Acts 5:34. A Pharisee named Gamaliel, a doctor of the law, had in reputation among all the people. This Gamaliel (גַּמְלִיאֵל, benefit of God. See Numbers 1:10; Acts 2:10) is generally acknowledged to be identical with the celebrated Gamaliel the elder, who lived at the time, and was the grandson of Hillel, the famous founder of one of the rabbinical schools. His name frequently occurs in the Mishna as an utterer of sayings subsequently quoted as authorities. Although liberal in his views and a student of Greek literature, he was held in high estimation as a most learned and devout Pharisee. ‘As among the Schoolmen Aquinas and Bonaventura were called respectively the “Angelic” and “Seraphic” Doctor, so Gamaliel among the Jews has received the name of the “Beauty of the Law,” and in the Talmud we read how since Rabban Gamaliel died, the glory of the law has ceased. He is one of the seven among the great Rabbis to whom the Jews have given the title of Rabban. Among his pupils, St. Paul and Onkelos (the author of the well-known Targum) are the most famous. The latter, when Gamaliel died, some eighteen years before the fall of Jerusalem, about the time when Paul was shipwrecked at Malta, raised to his master a funeral pile of such rich materials as had never before been known save at the burial of a king' (Howson, S. Paul) .

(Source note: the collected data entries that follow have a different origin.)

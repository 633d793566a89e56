//! Composite contour-slice renderer
//!
//! One frame shows three filled-contour faces of a field on the sides of the
//! bounding box `[0, Lx] × [0, Ly] × [-Lz, 0]`: the surface slice on top and
//! the two vertical slices on the walls facing the viewer, plus a shared
//! colour bar and a time title.
//!
//! Rendering is re-entrant. A [`RenderSession`] only carries the figure
//! style, so one session can serve any number of concurrent calls, each
//! opening its own reader.

pub mod camera;
pub mod canvas;
pub mod colormap;
pub mod levels;
pub mod mesh;
pub mod png;
pub mod text;

use crate::data_source::{GridSpec, SnapshotReader};
use crate::errors::{Result, SliceVisError};
use crate::hdf5_io::Hdf5Snapshot;
use camera::{Camera, Projection};
use canvas::{Figure, Layout, Theme};
use colormap::{Colormap, Rgb};
use levels::{contour_levels, contour_spacing, ColorbarTicks, ContourBands};
use mesh::{FaceMesh, FaceOffsets};
use std::path::Path;
use tracing::{debug, info};

/// Output resolution used when nothing else is requested
pub const DEFAULT_DPI: f64 = 300.0;

const DPI_RANGE: std::ops::RangeInclusive<f64> = 10.0..=1200.0;

/// Everything that controls how one field is drawn
#[derive(Debug, Clone, PartialEq)]
pub struct RenderParameters {
    pub field: String,
    pub vmin: f64,
    pub vmax: f64,
    pub n_contours: usize,
    pub colormap: String,
    /// Accepted for compatibility; not applied to the data
    pub value_offset: f64,
    pub ticks: ColorbarTicks,
    pub colorbar_label: String,
    pub dpi: f64,
    pub camera: Camera,
}

impl Default for RenderParameters {
    fn default() -> Self {
        Self {
            field: "T".to_string(),
            vmin: 19.0,
            vmax: 20.05,
            n_contours: 100,
            colormap: "inferno".to_string(),
            value_offset: 0.0,
            ticks: ColorbarTicks::Derived,
            colorbar_label: "T (°C)".to_string(),
            dpi: DEFAULT_DPI,
            camera: Camera::default(),
        }
    }
}

impl RenderParameters {
    /// Checks the parameters before any file is opened.
    ///
    /// # Errors
    ///
    /// [`SliceVisError::InvalidParameters`] for an empty field name, a
    /// non-finite or empty value range, zero contours, a non-finite camera or
    /// a DPI outside 10..=1200; [`SliceVisError::UnknownColormap`] for an
    /// unregistered colormap.
    pub fn validate(&self) -> Result<()> {
        let invalid = |message: String| Err(SliceVisError::InvalidParameters(message));

        if self.field.is_empty() {
            return invalid("field name is empty".to_string());
        }
        if !self.vmin.is_finite() || !self.vmax.is_finite() {
            return invalid(format!(
                "value range must be finite, got [{}, {}]",
                self.vmin, self.vmax
            ));
        }
        if self.vmin >= self.vmax {
            return invalid(format!(
                "vmin ({}) must be less than vmax ({})",
                self.vmin, self.vmax
            ));
        }
        if self.n_contours == 0 {
            return invalid("number of contours must be positive".to_string());
        }
        let spacing = contour_spacing(self.vmin, self.vmax, self.n_contours);
        if !spacing.is_finite() || spacing <= 0.0 {
            return invalid(format!("contour spacing {spacing} is not positive and finite"));
        }
        if !DPI_RANGE.contains(&self.dpi) {
            return invalid(format!(
                "dpi must be within {}..={}, got {}",
                DPI_RANGE.start(),
                DPI_RANGE.end(),
                self.dpi
            ));
        }
        if !self.camera.elevation_deg.is_finite() || !self.camera.azimuth_deg.is_finite() {
            return invalid("camera angles must be finite".to_string());
        }

        Colormap::by_name(&self.colormap).map(|_| ())
    }

    /// Contour levels for the configured range
    pub fn levels(&self) -> Vec<f64> {
        contour_levels(self.vmin, self.vmax, self.n_contours)
    }
}

/// Frame title: whole seconds zero-padded to five digits, then hours.
///
/// ```
/// assert_eq!(slice_vis::render::format_title(3661.0), "t = 03661 s (1.02 hours)");
/// ```
pub fn format_title(t: f64) -> String {
    format!("t = {:05} s ({:.2} hours)", t.trunc() as i64, t / 3600.0)
}

/// A rendered frame held in memory
#[derive(Debug, Clone, PartialEq)]
pub struct CompositeFrame {
    pub width: u32,
    pub height: u32,
    pub dpi: f64,
    pub title: String,
    /// Row-major RGB
    pub rgb: Vec<u8>,
}

impl CompositeFrame {
    pub fn pixel(&self, x: u32, y: u32) -> Option<Rgb> {
        if x >= self.width || y >= self.height {
            return None;
        }
        let i = (y as usize * self.width as usize + x as usize) * 3;
        Some([self.rgb[i], self.rgb[i + 1], self.rgb[i + 2]])
    }

    pub fn encode_png(&self) -> Result<Vec<u8>> {
        png::encode_png(&self.rgb, self.width, self.height, self.dpi)
    }
}

/// Figure style scoped to a set of renders
#[derive(Debug, Clone, Copy, Default, PartialEq, Eq)]
pub struct RenderSession {
    theme: Theme,
}

impl RenderSession {
    pub fn new(theme: Theme) -> Self {
        Self { theme }
    }

    pub fn theme(&self) -> Theme {
        self.theme
    }

    /// Renders timestep `index` of the container at `source` into `output`.
    ///
    /// The parameters are validated before the container is opened, and the
    /// output file only appears once the whole frame has been encoded.
    pub fn render(
        &self,
        source: &Path,
        index: u64,
        output: &Path,
        params: &RenderParameters,
    ) -> Result<()> {
        params.validate()?;
        let reader = Hdf5Snapshot::open(source)?;
        self.render_from_reader(&reader, index, output, params)
    }

    /// Like [`RenderSession::render`], reading from an already opened container.
    pub fn render_from_reader<R: SnapshotReader + ?Sized>(
        &self,
        reader: &R,
        index: u64,
        output: &Path,
        params: &RenderParameters,
    ) -> Result<()> {
        let frame = self.compose_frame(reader, index, params)?;
        let bytes = frame.encode_png()?;
        png::write_atomic(output, &bytes)?;
        info!("Saving: {}", output.display());
        Ok(())
    }

    /// Draws one frame without writing it anywhere.
    pub fn compose_frame<R: SnapshotReader + ?Sized>(
        &self,
        reader: &R,
        index: u64,
        params: &RenderParameters,
    ) -> Result<CompositeFrame> {
        params.validate()?;
        let colormap = Colormap::by_name(&params.colormap)?;
        let bands = ContourBands::new(params.levels())?;

        let t = reader.time(index)?;
        let grid = reader.grid()?;
        check_extents(&grid)?;
        let slices = reader.slice_triple(&params.field, index, &grid)?;
        let faces = FaceMesh::faces(&grid, &slices, FaceOffsets::observed(&grid))?;

        debug!(
            source = %reader.source().display(),
            index,
            field = %params.field,
            levels = bands.levels().len(),
            nx = grid.nx,
            ny = grid.ny,
            nz = grid.nz,
            value_offset = params.value_offset,
            "Composing frame"
        );

        let band_colors: Vec<Rgb> = (0..bands.band_count())
            .map(|k| colormap.sample(bands.band_position(k)))
            .collect();

        let mut figure = Figure::new(params.dpi, self.theme)?;
        let layout = Layout::new(figure.width(), figure.height());
        let projection = Projection::fit(&params.camera, &grid, layout.plot);

        figure.draw_panes(&projection);

        let mut back_to_front: Vec<&FaceMesh> = faces.iter().collect();
        back_to_front.sort_by(|a, b| {
            projection
                .depth(a.center())
                .total_cmp(&projection.depth(b.center()))
        });
        for face in back_to_front {
            figure.draw_face(&projection, face, &bands, &band_colors);
        }

        figure.draw_axes(&projection);
        figure.draw_colorbar(
            layout.colorbar,
            &bands,
            &band_colors,
            &params.ticks.resolve(params.vmin, params.vmax),
            &params.colorbar_label,
        );

        let title = format_title(t);
        figure.draw_title(&title, layout.title);

        Ok(CompositeFrame {
            width: figure.width(),
            height: figure.height(),
            dpi: params.dpi,
            title,
            rgb: figure.to_rgb(),
        })
    }
}

/// Renders one frame with the default dark style.
pub fn render(source: &Path, index: u64, output: &Path, params: &RenderParameters) -> Result<()> {
    RenderSession::default().render(source, index, output, params)
}

fn check_extents(grid: &GridSpec) -> Result<()> {
    for (name, extent) in [("Lx", grid.lx), ("Ly", grid.ly), ("Lz", grid.lz)] {
        if !extent.is_finite() || extent <= 0.0 {
            return Err(SliceVisError::RenderBackend(format!(
                "domain extent {name} = {extent} cannot be drawn"
            )));
        }
    }
    Ok(())
}

#[cfg(test)]
mod tests {
    use super::*;
    use crate::memory_source::MemorySnapshot;

    fn snapshot() -> MemorySnapshot {
        let mut snapshot = MemorySnapshot::new("mem", GridSpec::new(4, 4, 4, 100.0, 100.0, 100.0));
        snapshot.insert_time(0, 0.0);
        snapshot.insert_constant_field("T", 0, 19.5);
        snapshot
    }

    fn small() -> RenderParameters {
        RenderParameters {
            n_contours: 10,
            dpi: 20.0,
            ..RenderParameters::default()
        }
    }

    #[test]
    fn test_title_formatting() {
        assert_eq!(format_title(3661.0), "t = 03661 s (1.02 hours)");
        assert_eq!(format_title(0.0), "t = 00000 s (0.00 hours)");
        assert_eq!(format_title(36000.9), "t = 36000 s (10.00 hours)");
    }

    #[test]
    fn test_defaults() {
        let params = RenderParameters::default();
        assert_eq!(params.field, "T");
        assert_eq!((params.vmin, params.vmax, params.n_contours), (19.0, 20.05, 100));
        assert_eq!(params.colormap, "inferno");
        assert_eq!(params.dpi, 300.0);
        assert!(params.validate().is_ok());
    }

    #[test]
    fn test_precondition_failures() {
        let cases = [
            RenderParameters { vmin: 20.0, vmax: 19.0, ..small() },
            RenderParameters { vmin: 19.0, vmax: 19.0, ..small() },
            RenderParameters { vmax: f64::NAN, ..small() },
            RenderParameters { n_contours: 0, ..small() },
            RenderParameters { dpi: 0.0, ..small() },
            RenderParameters { field: String::new(), ..small() },
        ];
        for params in cases {
            assert!(
                matches!(params.validate(), Err(SliceVisError::InvalidParameters(_))),
                "{params:?} should be rejected"
            );
        }

        let params = RenderParameters { colormap: "nope".into(), ..small() };
        assert!(matches!(params.validate(), Err(SliceVisError::UnknownColormap { .. })));
    }

    #[test]
    fn test_single_contour_is_backend_error() {
        let params = RenderParameters { n_contours: 1, ..small() };
        let err = RenderSession::default()
            .compose_frame(&snapshot(), 0, &params)
            .unwrap_err();
        assert!(matches!(err, SliceVisError::RenderBackend(_)));
    }

    #[test]
    fn test_compose_frame() {
        let frame = RenderSession::default()
            .compose_frame(&snapshot(), 0, &small())
            .unwrap();
        assert_eq!((frame.width, frame.height), (320, 180));
        assert_eq!(frame.rgb.len(), 320 * 180 * 3);
        assert_eq!(frame.title, "t = 00000 s (0.00 hours)");
        assert_eq!(frame.pixel(0, 179), Some([0, 0, 0]));
        assert_eq!(frame.pixel(320, 0), None);

        // 19.5 lies in band 4 of 9 for levels 19.0, 19.105, ...
        let bands = ContourBands::new(small().levels()).unwrap();
        let k = bands.classify(19.5).unwrap();
        let expected = Colormap::default().sample(bands.band_position(k));
        assert!(frame.rgb.chunks_exact(3).any(|px| px == expected));
    }

    #[test]
    fn test_missing_field_is_missing_key() {
        let params = RenderParameters { field: "S".into(), ..small() };
        let err = RenderSession::default()
            .compose_frame(&snapshot(), 0, &params)
            .unwrap_err();
        assert!(matches!(err, SliceVisError::MissingKey { .. }));
    }

    #[test]
    fn test_light_theme_background() {
        let frame = RenderSession::new(Theme::Light)
            .compose_frame(&snapshot(), 0, &small())
            .unwrap();
        assert_eq!(frame.pixel(0, 0), Some([255, 255, 255]));
    }

    #[test]
    fn test_session_is_shareable() {
        fn assert_sync<T: Send + Sync>() {}
        assert_sync::<RenderSession>();
    }
}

Partly from the statement of his interference in behalf of the apostles contained in this chapter, partly from a well-known passage in the Clementine Recognitions, where Peter is represented as saying, ‘which, when Gamaliel saw, who was a person of influence among the people, but secretly our brother in the faith' (i. 65), he has been supposed to have been, like Nicodemus, Joseph of Arimathea, and other wealthy and distinguished Pharisees, a Christian; but this supposition is totally without authority. Gamaliel lived and died a Pharisee in all the rigid acceptation of the term. A well-known prayer against Christian heretics was composed, or at least approved, by him; in it the following words referring to the followers of Jesus occur: ‘Let there be no hope for them who apostatize from the true religion, and let all heretics, how many soever they may be, perish as in a moment.'

The motives which influenced Gamaliel's conduct on this occasion have been much discussed: he prevailed upon the Sanhedrim not to adopt any violent measures towards these leaders of the rising sect, persuading them to let the matter alone; for if it were of mere human origin, it would come to nothing without any interference of theirs; if, on the other hand, it were divine, no human effort would prevail against it. He seems to have acquiesced in the temporary expedient of allowing the accused to be scourged, as the public teaching of the apostles had been carried on in direct defiance of the Sanhedrim (see chap. Acts 4:17-21), and the honour of the great council seemed to demand some reparation for its outraged authority. Two considerations seem to have influenced him (1) After all, the main accusation on the part of the high priest and his influential followers was the earnest teaching of those men of a great truth the resurrection from the dead: in this Gamaliel and the Pharisees sympathized with the apostles against their Sadducee enemies in the council. (2) The rumours of the mighty works which publicly accompanied the teaching, no doubt caused grave misgiving in minds like Gamaliel's, whether some basis of truth did not underlie the whole story.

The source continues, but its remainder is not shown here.